Back in Philadelphia, Bacon worked briefly for the architects Pope Barney and Oscar Stonorov, and in 1937 won a scholarship to study under Eliel Saarinen at the Cranbrook Academy of Art near Detroit. Saarinen blended the arts and crafts style with functionalism, and stressed the importance of what we now call contextual design. He got his young disciple a job overseeing a Works Progress Administration traffic study in Flint.
That job led to work with Flint's Citizens Housing Council, where Bacon's political skills and tenacity soon became apparent. He helped the city win a $3.5 million public housing grant from the U.S. Housing Administration, a huge amount for the time. But he was soon in trouble, accused of being a "commie." He was fired in 1939.
His first job back in Depression-scarred Philadelphia was for Walter Phillips, a Princeton-educated lawyer whose mission was to transform the city's political power structure. He engaged Bacon and Stonorov, an unabashed modernist, to design a house in the Torresdale section of Philadelphia. That was followed by a job with the Philadelphia Housing Association.
Young Turks
Bacon became part of a group of "young Turks" that included Phillips and Stonorov, G. Holmes Perkins, Joseph Clark, and Richardson Dilworth. It succeeded in mobilizing public opinion in favor of an ordinance creating a new city planning commission to replace the nearly moribund body founded in 1911. The ordinance was approved in 1942, a year before Bacon enlisted in the Navy.
Even in the Pacific, Bacon continued to work on behalf of planning, which he and others considered a fairly noncontroversial way of bringing about urban reform. He corresponded with Stonorov about a proposal for a "Better Philadelphia Exhibit" that would be modeled after Norman Bel Geddes's Futurama exhibit at the 1939 New York World's Fair.
The Philadelphia model finally unveiled in 1947 at Gimbel's Department Store was a flashy exhibit that vividly contrasted the grimy industrial city of the past with the glittering modern Philadelphia of 1980. It incorporated Bacon's vision of greenways in Society Hill and a mall fronting Independence Hall. Visited by thousands of Philadelphians, young and old, the exhibit, as Bacon and Stonorov had hoped, made planning the centerpiece of urban reform.
Two years later, Bacon became executive director of the revamped planning commission, a position he held until 1970. In 1951, a new city charter was approved and a year later Joseph Clark, now a key reformer, was elected mayor. The new charter empowered the commission to produce an annual capital improvement budget, giving Bacon a greater voice in the future development of the city.
The power of an idea
Bacon's planning and urban design philosophy had already been formulated by this time, honed by his travels in Europe and Asia, and his experiences at Cranbrook and Flint.

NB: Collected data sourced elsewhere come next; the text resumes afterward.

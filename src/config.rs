//! Service configuration.
//!
//! Configuration is read from a TOML file in which every key is optional.
//! `DATABASE_URL` in the environment overrides `database_url` from the file.

use crate::auth::{CredentialScheme, CredentialVerifier};
use crate::tool_registry::domain::{DEFAULT_TABLE_PREFIX, PaginationLimits, TableSynthesizer};
use crate::tool_registry::services::DeregistrationPolicy;
use serde::{Deserialize, Serialize};
use std::fmt;
use std::fs;
use std::path::Path;
use thiserror::Error;

/// Environment variable overriding [`ServiceConfig::database_url`].
pub const DATABASE_URL_ENV: &str = "DATABASE_URL";

/// Errors raised while loading or validating configuration.
#[derive(Debug, Clone, Error, PartialEq, Eq)]
pub enum ConfigError {
    /// The configuration file could not be read.
    #[error("cannot read config file {path}: {message}")]
    Io {
        /// Path that was read.
        path: String,
        /// Underlying I/O error message.
        message: String,
    },
    /// The configuration is not valid TOML for [`ServiceConfig`].
    #[error("invalid config: {0}")]
    Parse(String),
    /// A value is out of range.
    #[error("invalid config value: {0}")]
    Invalid(String),
}

/// Top-level service configuration.
#[derive(Clone, PartialEq, Eq, Serialize, Deserialize)]
#[serde(default, deny_unknown_fields)]
pub struct ServiceConfig {
    /// `PostgreSQL` connection string.
    pub database_url: Option<String>,
    /// Admin credential in the at-rest form of `credential_scheme`. No admin
    /// operation succeeds while this is unset.
    pub admin_token: Option<String>,
    /// Tokens accepted for sensitive common records, in at-rest form.
    pub common_tokens: Vec<String>,
    /// How credentials are kept at rest and compared.
    pub credential_scheme: CredentialScheme,
    /// Prefix prepended to tool names to form relation names.
    pub table_prefix: String,
    /// Page size defaults and ceiling.
    pub pagination: PaginationLimits,
    /// What deregistration does when a relation cannot be dropped.
    pub deregistration: DeregistrationPolicy,
    /// Default log filter when `RUST_LOG` is unset.
    pub log_level: String,
    /// Maximum number of pooled database connections.
    pub pool_size: u32,
}

impl Default for ServiceConfig {
    fn default() -> Self {
        Self {
            database_url: None,
            admin_token: None,
            common_tokens: Vec::new(),
            credential_scheme: CredentialScheme::default(),
            table_prefix: DEFAULT_TABLE_PREFIX.to_owned(),
            pagination: PaginationLimits::default(),
            deregistration: DeregistrationPolicy::default(),
            log_level: "info".to_owned(),
            pool_size: 4,
        }
    }
}

impl fmt::Debug for ServiceConfig {
    fn fmt(&self, formatter: &mut fmt::Formatter<'_>) -> fmt::Result {
        formatter
            .debug_struct("ServiceConfig")
            .field("database_url", &self.database_url.as_ref().map(|_| "<set>"))
            .field("admin_token", &self.admin_token.as_ref().map(|_| "<redacted>"))
            .field("common_tokens", &self.common_tokens.len())
            .field("credential_scheme", &self.credential_scheme)
            .field("table_prefix", &self.table_prefix)
            .field("pagination", &self.pagination)
            .field("deregistration", &self.deregistration)
            .field("log_level", &self.log_level)
            .field("pool_size", &self.pool_size)
            .finish()
    }
}

impl ServiceConfig {
    /// Loads and validates configuration from a TOML file, then applies
    /// environment overrides.
    ///
    /// # Errors
    ///
    /// Returns [`ConfigError`] when the file cannot be read, parsed or
    /// validated.
    pub fn load(path: &Path) -> Result<Self, ConfigError> {
        let text = fs::read_to_string(path).map_err(|err| ConfigError::Io {
            path: path.display().to_string(),
            message: err.to_string(),
        })?;
        Ok(Self::from_toml_str(&text)?.with_env_overrides(|key| std::env::var(key).ok()))
    }

    /// Parses and validates configuration from TOML text.
    ///
    /// # Errors
    ///
    /// Returns [`ConfigError::Parse`] for malformed TOML or unknown keys and
    /// [`ConfigError::Invalid`] for out-of-range values.
    pub fn from_toml_str(text: &str) -> Result<Self, ConfigError> {
        let config: Self =
            toml::from_str(text).map_err(|err| ConfigError::Parse(err.to_string()))?;
        config.validate()?;
        Ok(config)
    }

    /// Applies overrides from `lookup`, normally the process environment.
    #[must_use]
    pub fn with_env_overrides(mut self, lookup: impl Fn(&str) -> Option<String>) -> Self {
        if let Some(url) = lookup(DATABASE_URL_ENV).filter(|value| !value.trim().is_empty()) {
            self.database_url = Some(url);
        }
        self
    }

    /// Checks value ranges.
    ///
    /// # Errors
    ///
    /// Returns [`ConfigError::Invalid`] describing the first bad value.
    pub fn validate(&self) -> Result<(), ConfigError> {
        self.synthesizer()?;
        if self.pagination.max_limit == 0 {
            return Err(ConfigError::Invalid(
                "pagination.max_limit must be at least 1".to_owned(),
            ));
        }
        if self.pagination.default_limit == 0
            || self.pagination.default_limit > self.pagination.max_limit
        {
            return Err(ConfigError::Invalid(format!(
                "pagination.default_limit must be between 1 and {}",
                self.pagination.max_limit
            )));
        }
        if self.pool_size == 0 {
            return Err(ConfigError::Invalid(
                "pool_size must be at least 1".to_owned(),
            ));
        }
        Ok(())
    }

    /// Builds the table synthesizer for the configured prefix.
    ///
    /// # Errors
    ///
    /// Returns [`ConfigError::Invalid`] when the prefix is not usable.
    pub fn synthesizer(&self) -> Result<TableSynthesizer, ConfigError> {
        TableSynthesizer::new(self.table_prefix.clone())
            .map_err(|err| ConfigError::Invalid(err.to_string()))
    }

    /// Returns the database URL.
    ///
    /// # Errors
    ///
    /// Returns [`ConfigError::Invalid`] when neither the file nor the
    /// environment provides one.
    pub fn require_database_url(&self) -> Result<&str, ConfigError> {
        self.database_url.as_deref().ok_or_else(|| {
            ConfigError::Invalid(format!(
                "database_url is not configured and {DATABASE_URL_ENV} is unset"
            ))
        })
    }

    /// Seals `secret` with the configured scheme, for writing `admin_token`
    /// or `common_tokens` entries.
    #[must_use]
    pub fn seal(&self, secret: &str) -> String {
        crate::auth::ConfiguredVerifier::from(self.credential_scheme).seal(secret)
    }
}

Central to that philosophy was his oft-cited belief in the power of a compelling design concept. His examples were drawn from history: William Penn's idea for Philadelphia of five green spaces on the flat plane between two rivers; James Edward Oglethorpe's orderly arrangement of open spaces in Savannah; Sixtus V's powerful use of obelisks in the 1585 baroque redesign of Rome; Haussmann's wide avenues in 19th century Paris. All the examples suggest the power of a singular idea to inspire a consensus that will direct future development.
For Bacon, the planner's role was to come up with the design idea, then to step back and inspire others to adopt the idea as their own. Public opinion, fiscal constraints, and technology would dictate the ultimate form of the design. Although critics sometimes compare Bacon to New York's planning czar, Robert Moses, his approach, which used persuasion to stimulate the public imagination, was far more democratic.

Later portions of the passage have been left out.